══ Data listing ══

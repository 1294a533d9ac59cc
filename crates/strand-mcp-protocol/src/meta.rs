//! Pagination primitives shared by the `*/list` operations.

use serde::{Deserialize, Serialize};

/// An opaque pagination cursor returned by a previous list result.
#[derive(Debug, Clone, PartialEq, Eq, Serialize, Deserialize)]
pub struct Cursor(pub String);

impl Cursor {
    pub fn new(value: impl Into<String>) -> Self {
        Self(value.into())
    }

    pub fn as_str(&self) -> &str {
        &self.0
    }
}

/// Parameters for the paginated list requests (`tools/list`, `resources/list`,
/// `prompts/list`, `resources/templates/list`, `roots/list`).
#[derive(Debug, Clone, Default, Serialize, Deserialize)]
#[serde(rename_all = "camelCase")]
pub struct PaginatedRequest {
    #[serde(skip_serializing_if = "Option::is_none")]
    pub cursor: Option<Cursor>,
}

impl PaginatedRequest {
    pub fn new(cursor: Option<Cursor>) -> Self {
        Self { cursor }
    }
}
//! Shared JNI access for the Android backends.
//!
//! The web view runtime registers the `JavaVM` and the hosting Activity with
//! `ndk-context` before our code runs; everything here borrows from it.

use jni::objects::{JObject, JValue};
use jni::{JNIEnv, JavaVM};
use once_cell::sync::OnceCell;

static JAVA_VM: OnceCell<JavaVM> = OnceCell::new();

/// Local references one platform call may create before the frame grows
const LOCAL_FRAME_CAPACITY: i32 = 16;

/// Process-wide `JavaVM`
pub fn vm() -> Result<&'static JavaVM, String> {
    JAVA_VM.get_or_try_init(|| {
        let ctx = ndk_context::android_context();
        // SAFETY: the pointer comes from the runtime that owns the VM for the
        // lifetime of the process.
        unsafe { JavaVM::from_raw(ctx.vm().cast()) }
            .map_err(|e| format!("Failed to get JavaVM: {}", e))
    })
}

/// Attach the current thread for the rest of its life and return its env.
///
/// The capture worker reads from the device in a tight loop, so attaching
/// and detaching per call is not an option.
pub fn env() -> Result<JNIEnv<'static>, String> {
    vm()?
        .attach_current_thread_permanently()
        .map_err(|e| format!("Failed to attach to JVM: {}", e))
}

/// The hosting Activity.
///
/// The returned object borrows a global reference owned by the runtime and
/// must not be deleted.
pub fn activity() -> JObject<'static> {
    let ctx = ndk_context::android_context();
    // SAFETY: `ndk-context` hands out a global reference valid for the process.
    unsafe { JObject::from_raw(ctx.context().cast()) }
}

/// Run `f` inside a fresh local reference frame.
///
/// Threads stay attached for good, so locals created outside a frame are never
/// freed. Anything that must outlive `f` has to be a `GlobalRef`.
pub fn with_frame<T>(env: &mut JNIEnv, f: impl FnOnce(&mut JNIEnv) -> T) -> Result<T, String> {
    env.with_local_frame(LOCAL_FRAME_CAPACITY, |env| Ok::<_, jni::errors::Error>(f(env)))
        .map_err(|e| format!("JNI local frame: {}", e))
}

/// Clear a pending Java exception so later JNI calls keep working
pub fn clear_exception(env: &mut JNIEnv) {
    if env.exception_check().unwrap_or(false) {
        let _ = env.exception_describe();
        let _ = env.exception_clear();
    }
}

/// Map a JNI result to a string error, clearing any thrown exception
pub fn check<T>(env: &mut JNIEnv, result: jni::errors::Result<T>, what: &str) -> Result<T, String> {
    result.map_err(|e| {
        clear_exception(env);
        format!("{} failed: {}", what, e)
    })
}

/// `Build.VERSION.SDK_INT`
pub fn sdk_int(env: &mut JNIEnv) -> Result<i32, String> {
    let value = env.get_static_field("android/os/Build$VERSION", "SDK_INT", "I");
    check(env, value, "Build.VERSION.SDK_INT")?
        .i()
        .map_err(|e| format!("SDK_INT result: {}", e))
}

/// `Context.getSystemService(name)`
pub fn system_service<'local>(
    env: &mut JNIEnv<'local>,
    context: &JObject,
    name: &str,
) -> Result<JObject<'local>, String> {
    let name_str = env.new_string(name);
    let name_str = check(env, name_str, "new_string")?;
    let service = env.call_method(
        context,
        "getSystemService",
        "(Ljava/lang/String;)Ljava/lang/Object;",
        &[JValue::Object(&name_str)],
    );
    let service = check(env, service, "getSystemService")?
        .l()
        .map_err(|e| format!("getSystemService result: {}", e))?;

    if service.is_null() {
        return Err(format!("System service '{}' unavailable", name));
    }
    Ok(service)
}
pub mod bridge;
pub mod capability;
pub mod config;
pub mod platform;
pub mod service;

#[cfg(feature = "shell")]
pub mod commands;

#[cfg(feature = "shell")]
use std::sync::Arc;

#[cfg(feature = "shell")]
use tauri::{Manager, RunEvent, WebviewUrl, WebviewWindowBuilder, WindowEvent};

#[cfg(feature = "shell")]
use crate::bridge::{BridgeHandle, PermissionBridge};
#[cfg(feature = "shell")]
use crate::config::ShellConfig;
#[cfg(feature = "shell")]
use crate::platform::{Platform, PlatformPermissions};
#[cfg(feature = "shell")]
use crate::service::{BackgroundCapture, KeepAliveService};

#[cfg(feature = "shell")]
#[cfg_attr(mobile, tauri::mobile_entry_point)]
pub fn run() {
    tracing_subscriber::fmt::init();

    let config = ShellConfig::load();

    let service = Arc::new(KeepAliveService::new(&config, Platform::native()));
    let bridge: BridgeHandle = Arc::new(tokio::sync::Mutex::new(PermissionBridge::new(
        Arc::new(PlatformPermissions::new()),
        Arc::new(BackgroundCapture::new(service.clone())),
        config.grant_non_audio,
    )));
    crate::bridge::register(bridge.clone());

    let app = tauri::Builder::default()
        .manage(service.clone())
        .manage(bridge)
        .setup(move |app| {
            let url = WebviewUrl::App(config.content_root.clone().into());
            let builder = WebviewWindowBuilder::new(app, "main", url);
            #[cfg(desktop)]
            let builder = builder.title(&config.notification_title);
            builder.build()?;

            tracing::info!("Web shell started");
            Ok(())
        })
        .on_window_event(|window, event| {
            if let WindowEvent::Destroyed = event {
                // Pending requests die with the view
                let bridge = window.state::<BridgeHandle>().inner().clone();
                tauri::async_runtime::spawn(async move {
                    bridge.lock().await.abandon();
                });
            }
        })
        .invoke_handler(tauri::generate_handler![
            commands::request_capability,
            commands::capture_status,
            commands::stop_capture,
        ])
        .build(tauri::generate_context!())
        .expect("error while building tauri application");

    app.run(move |_app, event| {
        if let RunEvent::Exit = event {
            service.stop();
        }
    });
}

═══

**Problem statement**
Your answer should be the records themselves, returned word for word.

**Result for this exercise**
repository 1294a533d9ac59cc
filename crates/strand-mcp-protocol/src/meta.rs
//! Pagination primitives shared by the `*/list` operations.

use serde::{Deserialize, Serialize};

/// An opaque pagination cursor returned by a previous list result.
#[derive(Debug, Clone, PartialEq, Eq, Serialize, Deserialize)]
pub struct Cursor(pub String);

impl Cursor {
    pub fn new(value: impl Into<String>) -> Self {
        Self(value.into())
    }

    pub fn as_str(&self) -> &str {
        &self.0
    }
}

/// Parameters for the paginated list requests (`tools/list`, `resources/list`,
/// `prompts/list`, `resources/templates/list`, `roots/list`).
#[derive(Debug, Clone, Default, Serialize, Deserialize)]
#[serde(rename_all = "camelCase")]
pub struct PaginatedRequest {
    #[serde(skip_serializing_if = "Option::is_none")]
    pub cursor: Option<Cursor>,
}

impl PaginatedRequest {
    pub fn new(cursor: Option<Cursor>) -> Self {
        Self { cursor }
    }
}
//! Shared JNI access for the Android backends.
//!
//! The web view runtime registers the `JavaVM` and the hosting Activity with
//! `ndk-context` before our code runs; everything here borrows from it.

use jni::objects::{JObject, JValue};
use jni::{JNIEnv, JavaVM};
use once_cell::sync::OnceCell;

static JAVA_VM: OnceCell<JavaVM> = OnceCell::new();

/// Local references one platform call may create before the frame grows
const LOCAL_FRAME_CAPACITY: i32 = 16;

/// Process-wide `JavaVM`
pub fn vm() -> Result<&'static JavaVM, String> {
    JAVA_VM.get_or_try_init(|| {
        let ctx = ndk_context::android_context();
        // SAFETY: the pointer comes from the runtime that owns the VM for the
        // lifetime of the process.
        unsafe { JavaVM::from_raw(ctx.vm().cast()) }
            .map_err(|e| format!("Failed to get JavaVM: {}", e))
    })
}

/// Attach the current thread for the rest of its life and return its env.
///
/// The capture worker reads from the device in a tight loop, so attaching
/// and detaching per call is not an option.
pub fn env() -> Result<JNIEnv<'static>, String> {
    vm()?
        .attach_current_thread_permanently()
        .map_err(|e| format!("Failed to attach to JVM: {}", e))
}

/// The hosting Activity.
///
/// The returned object borrows a global reference owned by the runtime and
/// must not be deleted.
pub fn activity() -> JObject<'static> {
    let ctx = ndk_context::android_context();
    // SAFETY: `ndk-context` hands out a global reference valid for the process.
    unsafe { JObject::from_raw(ctx.context().cast()) }
}

/// Run `f` inside a fresh local reference frame.
///
/// Threads stay attached for good, so locals created outside a frame are never
/// freed. Anything that must outlive `f` has to be a `GlobalRef`.
pub fn with_frame<T>(env: &mut JNIEnv, f: impl FnOnce(&mut JNIEnv) -> T) -> Result<T, String> {
    env.with_local_frame(LOCAL_FRAME_CAPACITY, |env| Ok::<_, jni::errors::Error>(f(env)))
        .map_err(|e| format!("JNI local frame: {}", e))
}

/// Clear a pending Java exception so later JNI calls keep working
pub fn clear_exception(env: &mut JNIEnv) {
    if env.exception_check().unwrap_or(false) {
        let _ = env.exception_describe();
        let _ = env.exception_clear();
    }
}

/// Map a JNI result to a string error, clearing any thrown exception
pub fn check<T>(env: &mut JNIEnv, result: jni::errors::Result<T>, what: &str) -> Result<T, String> {
    result.map_err(|e| {
        clear_exception(env);
        format!("{} failed: {}", what, e)
    })
}

/// `Build.VERSION.SDK_INT`
pub fn sdk_int(env: &mut JNIEnv) -> Result<i32, String> {
    let value = env.get_static_field("android/os/Build$VERSION", "SDK_INT", "I");
    check(env, value, "Build.VERSION.SDK_INT")?
        .i()
        .map_err(|e| format!("SDK_INT result: {}", e))
}

/// `Context.getSystemService(name)`
pub fn system_service<'local>(
    env: &mut JNIEnv<'local>,
    context: &JObject,
    name: &str,
) -> Result<JObject<'local>, String> {
    let name_str = env.new_string(name);
    let name_str = check(env, name_str, "new_string")?;
    let service = env.call_method(
        context,
        "getSystemService",
        "(Ljava/lang/String;)Ljava/lang/Object;",
        &[JValue::Object(&name_str)],
    );
    let service = check(env, service, "getSystemService")?
        .l()
        .map_err(|e| format!("getSystemService result: {}", e))?;

    if service.is_null() {
        return Err(format!("System service '{}' unavailable", name));
    }
    Ok(service)
}
pub mod bridge;
pub mod capability;
pub mod config;
pub mod platform;
pub mod service;

#[cfg(feature = "shell")]
pub mod commands;

#[cfg(feature = "shell")]
use std::sync::Arc;

#[cfg(feature = "shell")]
use tauri::{Manager, RunEvent, WebviewUrl, WebviewWindowBuilder, WindowEvent};

#[cfg(feature = "shell")]
use crate::bridge::{BridgeHandle, PermissionBridge};
#[cfg(feature = "shell")]
use crate::config::ShellConfig;
#[cfg(feature = "shell")]
use crate::platform::{Platform, PlatformPermissions};
#[cfg(feature = "shell")]
use crate::service::{BackgroundCapture, KeepAliveService};

#[cfg(feature = "shell")]
#[cfg_attr(mobile, tauri::mobile_entry_point)]
pub fn run() {
    tracing_subscriber::fmt::init();

    let config = ShellConfig::load();

    let service = Arc::new(KeepAliveService::new(&config, Platform::native()));
    let bridge: BridgeHandle = Arc::new(tokio::sync::Mutex::new(PermissionBridge::new(
        Arc::new(PlatformPermissions::new()),
        Arc::new(BackgroundCapture::new(service.clone())),
        config.grant_non_audio,
    )));
    crate::bridge::register(bridge.clone());

    let app = tauri::Builder::default()
        .manage(service.clone())
        .manage(bridge)
        .setup(move |app| {
            let url = WebviewUrl::App(config.content_root.clone().into());
            let builder = WebviewWindowBuilder::new(app, "main", url);
            #[cfg(desktop)]
            let builder = builder.title(&config.notification_title);
            builder.build()?;

            tracing::info!("Web shell started");
            Ok(())
        })
        .on_window_event(|window, event| {
            if let WindowEvent::Destroyed = event {
                // Pending requests die with the view
                let bridge = window.state::<BridgeHandle>().inner().clone();
                tauri::async_runtime::spawn(async move {
                    bridge.lock().await.abandon();
                });
            }
        })
        .invoke_handler(tauri::generate_handler![
            commands::request_capability,
            commands::capture_status,
            commands::stop_capture,
        ])
        .build(tauri::generate_context!())
        .expect("error while building tauri application");

    app.run(move |_app, event| {
        if let RunEvent::Exit = event {
            service.stop();
        }
    });
}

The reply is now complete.